• _WHAT TO WORK ON_
List each line of the data in which the string "filename" appears.

• _DATA TO USE_

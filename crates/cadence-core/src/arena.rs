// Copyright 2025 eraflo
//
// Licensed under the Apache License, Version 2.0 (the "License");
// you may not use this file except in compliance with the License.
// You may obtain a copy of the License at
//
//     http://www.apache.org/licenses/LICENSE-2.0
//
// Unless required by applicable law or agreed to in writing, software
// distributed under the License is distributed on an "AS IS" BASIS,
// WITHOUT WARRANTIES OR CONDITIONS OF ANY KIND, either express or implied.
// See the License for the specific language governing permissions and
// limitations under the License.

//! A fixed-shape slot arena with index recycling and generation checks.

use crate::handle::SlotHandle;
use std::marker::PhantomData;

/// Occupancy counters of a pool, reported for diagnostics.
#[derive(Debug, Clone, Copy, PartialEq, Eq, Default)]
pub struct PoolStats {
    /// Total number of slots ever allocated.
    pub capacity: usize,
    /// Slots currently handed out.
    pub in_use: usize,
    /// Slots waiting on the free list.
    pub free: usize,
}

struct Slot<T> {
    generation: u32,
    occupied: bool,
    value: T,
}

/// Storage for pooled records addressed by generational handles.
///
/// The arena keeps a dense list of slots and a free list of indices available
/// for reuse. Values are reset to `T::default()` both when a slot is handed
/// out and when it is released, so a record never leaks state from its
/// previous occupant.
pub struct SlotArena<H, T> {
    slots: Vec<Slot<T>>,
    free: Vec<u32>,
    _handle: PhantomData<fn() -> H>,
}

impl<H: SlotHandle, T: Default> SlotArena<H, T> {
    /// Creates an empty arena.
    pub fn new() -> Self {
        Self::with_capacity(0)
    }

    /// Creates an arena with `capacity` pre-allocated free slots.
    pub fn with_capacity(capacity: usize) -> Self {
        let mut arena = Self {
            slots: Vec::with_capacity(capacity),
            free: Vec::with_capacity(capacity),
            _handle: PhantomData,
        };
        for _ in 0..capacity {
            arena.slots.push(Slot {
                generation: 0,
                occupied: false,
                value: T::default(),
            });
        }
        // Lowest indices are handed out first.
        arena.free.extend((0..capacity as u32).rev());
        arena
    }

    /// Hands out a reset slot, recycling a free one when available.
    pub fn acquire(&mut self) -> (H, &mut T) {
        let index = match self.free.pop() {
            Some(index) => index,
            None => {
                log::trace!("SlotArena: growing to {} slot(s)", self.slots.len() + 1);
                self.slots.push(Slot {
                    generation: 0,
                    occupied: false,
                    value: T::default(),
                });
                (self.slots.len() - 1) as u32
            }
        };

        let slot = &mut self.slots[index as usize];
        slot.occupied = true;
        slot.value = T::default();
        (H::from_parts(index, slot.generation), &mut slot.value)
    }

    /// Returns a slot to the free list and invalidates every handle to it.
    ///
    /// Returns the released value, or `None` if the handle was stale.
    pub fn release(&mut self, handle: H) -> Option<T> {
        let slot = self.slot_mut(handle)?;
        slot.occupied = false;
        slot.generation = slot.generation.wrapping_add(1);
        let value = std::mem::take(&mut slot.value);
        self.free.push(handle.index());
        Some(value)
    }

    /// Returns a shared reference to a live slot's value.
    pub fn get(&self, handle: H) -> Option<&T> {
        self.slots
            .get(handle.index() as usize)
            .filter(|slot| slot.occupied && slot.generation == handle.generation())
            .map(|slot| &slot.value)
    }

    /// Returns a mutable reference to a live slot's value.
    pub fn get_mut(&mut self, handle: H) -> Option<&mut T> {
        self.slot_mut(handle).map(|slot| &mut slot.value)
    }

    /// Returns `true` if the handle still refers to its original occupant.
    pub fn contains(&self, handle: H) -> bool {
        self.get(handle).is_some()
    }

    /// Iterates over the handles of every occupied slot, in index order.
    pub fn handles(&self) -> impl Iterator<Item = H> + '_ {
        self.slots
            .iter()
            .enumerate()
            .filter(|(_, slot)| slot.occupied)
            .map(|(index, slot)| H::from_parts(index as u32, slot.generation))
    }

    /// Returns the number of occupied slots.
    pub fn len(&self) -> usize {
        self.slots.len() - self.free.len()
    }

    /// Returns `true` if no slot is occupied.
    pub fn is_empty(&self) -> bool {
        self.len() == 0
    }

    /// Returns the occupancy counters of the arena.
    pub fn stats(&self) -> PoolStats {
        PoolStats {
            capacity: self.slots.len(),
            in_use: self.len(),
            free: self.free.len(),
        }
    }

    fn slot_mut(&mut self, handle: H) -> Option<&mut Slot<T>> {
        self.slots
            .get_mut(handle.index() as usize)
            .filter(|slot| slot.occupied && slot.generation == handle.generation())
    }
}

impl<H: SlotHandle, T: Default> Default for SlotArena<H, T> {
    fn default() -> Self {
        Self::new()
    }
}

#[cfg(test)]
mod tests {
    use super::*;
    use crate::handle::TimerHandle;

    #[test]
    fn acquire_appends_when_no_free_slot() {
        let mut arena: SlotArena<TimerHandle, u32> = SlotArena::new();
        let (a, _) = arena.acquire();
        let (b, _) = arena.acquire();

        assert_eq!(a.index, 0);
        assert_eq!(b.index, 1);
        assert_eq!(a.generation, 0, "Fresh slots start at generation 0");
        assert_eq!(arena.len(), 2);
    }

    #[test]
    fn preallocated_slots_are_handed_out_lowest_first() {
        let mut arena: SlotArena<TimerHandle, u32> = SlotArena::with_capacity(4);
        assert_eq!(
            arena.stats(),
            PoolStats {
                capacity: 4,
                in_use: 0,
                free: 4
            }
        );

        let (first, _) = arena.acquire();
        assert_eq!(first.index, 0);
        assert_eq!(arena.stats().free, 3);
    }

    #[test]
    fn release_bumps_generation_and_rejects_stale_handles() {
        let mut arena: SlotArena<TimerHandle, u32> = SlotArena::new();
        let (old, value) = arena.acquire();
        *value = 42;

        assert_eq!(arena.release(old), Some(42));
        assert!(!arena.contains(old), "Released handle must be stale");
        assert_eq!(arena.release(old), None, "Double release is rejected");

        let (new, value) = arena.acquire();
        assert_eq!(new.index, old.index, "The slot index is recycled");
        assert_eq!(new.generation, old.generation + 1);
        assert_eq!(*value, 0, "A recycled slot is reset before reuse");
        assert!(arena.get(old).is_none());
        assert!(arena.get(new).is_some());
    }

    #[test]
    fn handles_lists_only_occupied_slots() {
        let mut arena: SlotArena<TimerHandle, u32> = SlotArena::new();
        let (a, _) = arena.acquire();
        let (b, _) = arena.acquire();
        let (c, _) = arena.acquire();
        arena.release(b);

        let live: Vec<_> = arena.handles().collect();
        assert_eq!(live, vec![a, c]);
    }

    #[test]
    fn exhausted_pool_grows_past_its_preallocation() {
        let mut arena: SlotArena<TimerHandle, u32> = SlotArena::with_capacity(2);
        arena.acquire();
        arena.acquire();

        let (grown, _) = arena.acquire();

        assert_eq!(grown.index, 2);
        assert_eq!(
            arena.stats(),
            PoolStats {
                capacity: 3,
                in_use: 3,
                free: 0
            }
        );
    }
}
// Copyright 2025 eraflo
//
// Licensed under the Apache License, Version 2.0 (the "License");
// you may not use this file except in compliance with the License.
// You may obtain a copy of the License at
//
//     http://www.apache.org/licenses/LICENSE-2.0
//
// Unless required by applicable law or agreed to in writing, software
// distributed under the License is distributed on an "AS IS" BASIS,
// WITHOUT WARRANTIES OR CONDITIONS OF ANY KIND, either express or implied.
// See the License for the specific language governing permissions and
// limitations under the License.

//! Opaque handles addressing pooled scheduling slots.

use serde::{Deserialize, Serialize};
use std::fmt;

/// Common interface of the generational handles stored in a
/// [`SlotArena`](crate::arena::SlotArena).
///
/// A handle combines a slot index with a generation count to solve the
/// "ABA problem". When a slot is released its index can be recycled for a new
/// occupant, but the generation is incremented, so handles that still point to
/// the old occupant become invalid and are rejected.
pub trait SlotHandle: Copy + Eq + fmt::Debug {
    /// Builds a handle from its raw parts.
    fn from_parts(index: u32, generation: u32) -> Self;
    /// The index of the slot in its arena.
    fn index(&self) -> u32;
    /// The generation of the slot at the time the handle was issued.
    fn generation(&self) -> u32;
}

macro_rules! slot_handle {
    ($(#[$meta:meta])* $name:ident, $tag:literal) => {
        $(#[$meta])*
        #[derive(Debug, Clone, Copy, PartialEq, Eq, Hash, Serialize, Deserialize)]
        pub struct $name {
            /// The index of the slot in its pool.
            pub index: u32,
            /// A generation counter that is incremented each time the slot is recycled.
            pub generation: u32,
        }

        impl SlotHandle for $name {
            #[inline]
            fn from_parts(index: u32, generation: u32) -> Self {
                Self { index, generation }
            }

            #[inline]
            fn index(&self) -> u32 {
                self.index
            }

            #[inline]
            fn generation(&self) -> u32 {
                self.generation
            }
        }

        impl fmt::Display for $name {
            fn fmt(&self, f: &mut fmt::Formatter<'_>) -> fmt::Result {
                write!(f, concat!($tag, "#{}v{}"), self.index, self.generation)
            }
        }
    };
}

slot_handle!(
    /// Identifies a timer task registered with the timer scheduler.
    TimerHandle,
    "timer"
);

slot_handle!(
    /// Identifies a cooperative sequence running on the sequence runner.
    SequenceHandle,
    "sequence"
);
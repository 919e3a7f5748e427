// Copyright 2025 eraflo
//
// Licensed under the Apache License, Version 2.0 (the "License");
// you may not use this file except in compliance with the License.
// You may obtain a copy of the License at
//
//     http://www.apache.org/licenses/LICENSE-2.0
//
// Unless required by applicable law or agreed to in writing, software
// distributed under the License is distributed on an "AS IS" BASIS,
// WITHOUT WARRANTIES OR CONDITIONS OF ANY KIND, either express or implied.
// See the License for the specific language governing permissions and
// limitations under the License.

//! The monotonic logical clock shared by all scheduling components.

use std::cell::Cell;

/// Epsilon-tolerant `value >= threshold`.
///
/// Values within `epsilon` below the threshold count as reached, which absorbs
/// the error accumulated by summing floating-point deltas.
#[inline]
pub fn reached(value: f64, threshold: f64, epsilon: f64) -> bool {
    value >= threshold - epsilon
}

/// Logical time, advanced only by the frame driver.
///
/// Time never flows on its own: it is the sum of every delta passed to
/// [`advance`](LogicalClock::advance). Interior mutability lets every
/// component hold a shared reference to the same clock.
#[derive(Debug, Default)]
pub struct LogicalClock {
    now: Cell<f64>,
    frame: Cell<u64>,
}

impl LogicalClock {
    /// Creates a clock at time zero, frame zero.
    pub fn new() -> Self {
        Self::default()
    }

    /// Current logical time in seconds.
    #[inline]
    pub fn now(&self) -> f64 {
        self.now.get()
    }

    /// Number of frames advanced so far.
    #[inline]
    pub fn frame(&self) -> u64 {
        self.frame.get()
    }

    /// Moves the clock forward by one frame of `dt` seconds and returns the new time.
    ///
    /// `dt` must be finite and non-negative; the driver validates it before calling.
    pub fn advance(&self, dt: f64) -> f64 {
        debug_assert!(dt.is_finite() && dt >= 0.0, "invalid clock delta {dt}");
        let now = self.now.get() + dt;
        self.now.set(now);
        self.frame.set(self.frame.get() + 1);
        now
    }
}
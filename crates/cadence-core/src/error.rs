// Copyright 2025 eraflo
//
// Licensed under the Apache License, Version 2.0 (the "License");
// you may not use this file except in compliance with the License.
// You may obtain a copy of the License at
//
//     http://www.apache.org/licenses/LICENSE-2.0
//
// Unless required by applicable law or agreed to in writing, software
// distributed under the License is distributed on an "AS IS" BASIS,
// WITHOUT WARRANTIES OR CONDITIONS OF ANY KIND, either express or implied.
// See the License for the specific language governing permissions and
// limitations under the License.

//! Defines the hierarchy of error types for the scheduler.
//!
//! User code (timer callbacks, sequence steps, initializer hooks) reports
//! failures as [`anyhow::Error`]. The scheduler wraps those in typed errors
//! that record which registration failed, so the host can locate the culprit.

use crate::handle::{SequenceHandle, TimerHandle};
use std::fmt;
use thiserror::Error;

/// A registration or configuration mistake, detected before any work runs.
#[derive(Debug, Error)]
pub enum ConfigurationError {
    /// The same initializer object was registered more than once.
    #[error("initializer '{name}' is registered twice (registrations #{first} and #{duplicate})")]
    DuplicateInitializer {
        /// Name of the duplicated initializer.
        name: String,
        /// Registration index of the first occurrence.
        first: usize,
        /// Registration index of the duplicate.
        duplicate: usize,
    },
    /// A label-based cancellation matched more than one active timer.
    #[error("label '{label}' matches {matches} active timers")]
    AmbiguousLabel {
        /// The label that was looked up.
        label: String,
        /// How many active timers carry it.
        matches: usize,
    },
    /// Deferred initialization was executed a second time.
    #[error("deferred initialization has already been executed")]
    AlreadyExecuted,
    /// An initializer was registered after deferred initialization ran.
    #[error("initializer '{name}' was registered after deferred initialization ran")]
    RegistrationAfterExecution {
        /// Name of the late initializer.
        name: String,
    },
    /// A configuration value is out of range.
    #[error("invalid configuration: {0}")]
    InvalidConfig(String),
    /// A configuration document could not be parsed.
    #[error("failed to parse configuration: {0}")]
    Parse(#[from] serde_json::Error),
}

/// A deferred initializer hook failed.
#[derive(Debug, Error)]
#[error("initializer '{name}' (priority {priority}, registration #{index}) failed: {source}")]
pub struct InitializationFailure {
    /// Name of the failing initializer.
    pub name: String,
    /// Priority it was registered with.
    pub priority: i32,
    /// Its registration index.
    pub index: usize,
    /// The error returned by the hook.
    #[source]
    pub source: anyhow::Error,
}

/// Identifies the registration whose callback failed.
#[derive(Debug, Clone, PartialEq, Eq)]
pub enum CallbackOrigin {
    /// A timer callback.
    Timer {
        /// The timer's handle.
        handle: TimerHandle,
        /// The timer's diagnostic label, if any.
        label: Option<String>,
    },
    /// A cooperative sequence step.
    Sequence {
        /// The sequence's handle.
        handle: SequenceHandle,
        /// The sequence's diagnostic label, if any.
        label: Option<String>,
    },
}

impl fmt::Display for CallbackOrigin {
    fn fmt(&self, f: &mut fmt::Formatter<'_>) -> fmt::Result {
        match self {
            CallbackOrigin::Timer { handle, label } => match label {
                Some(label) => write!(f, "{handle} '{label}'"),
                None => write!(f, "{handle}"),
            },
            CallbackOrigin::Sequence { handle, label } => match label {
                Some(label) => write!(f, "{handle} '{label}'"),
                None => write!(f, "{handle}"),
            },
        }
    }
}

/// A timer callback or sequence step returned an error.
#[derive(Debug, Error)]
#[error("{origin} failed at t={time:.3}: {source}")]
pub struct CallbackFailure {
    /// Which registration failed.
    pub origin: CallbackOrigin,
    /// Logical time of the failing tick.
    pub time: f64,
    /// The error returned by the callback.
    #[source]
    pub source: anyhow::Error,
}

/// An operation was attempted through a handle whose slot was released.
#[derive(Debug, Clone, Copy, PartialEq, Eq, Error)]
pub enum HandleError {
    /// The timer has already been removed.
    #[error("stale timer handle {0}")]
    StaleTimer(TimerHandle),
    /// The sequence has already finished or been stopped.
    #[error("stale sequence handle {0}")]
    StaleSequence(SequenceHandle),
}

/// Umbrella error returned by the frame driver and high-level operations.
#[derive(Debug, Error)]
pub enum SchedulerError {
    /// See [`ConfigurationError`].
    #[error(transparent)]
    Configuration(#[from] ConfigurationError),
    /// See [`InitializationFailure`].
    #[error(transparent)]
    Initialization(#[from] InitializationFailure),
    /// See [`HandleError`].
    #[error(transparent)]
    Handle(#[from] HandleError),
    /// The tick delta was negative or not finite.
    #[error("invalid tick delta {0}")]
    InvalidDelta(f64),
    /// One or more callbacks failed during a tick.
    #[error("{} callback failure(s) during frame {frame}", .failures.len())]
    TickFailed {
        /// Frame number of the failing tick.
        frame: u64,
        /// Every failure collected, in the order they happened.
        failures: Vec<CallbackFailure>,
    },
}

• _RESPONSE TO THE EXERCISE_
filename crates/cadence-core/src/arena.rs
filename crates/cadence-core/src/error.rs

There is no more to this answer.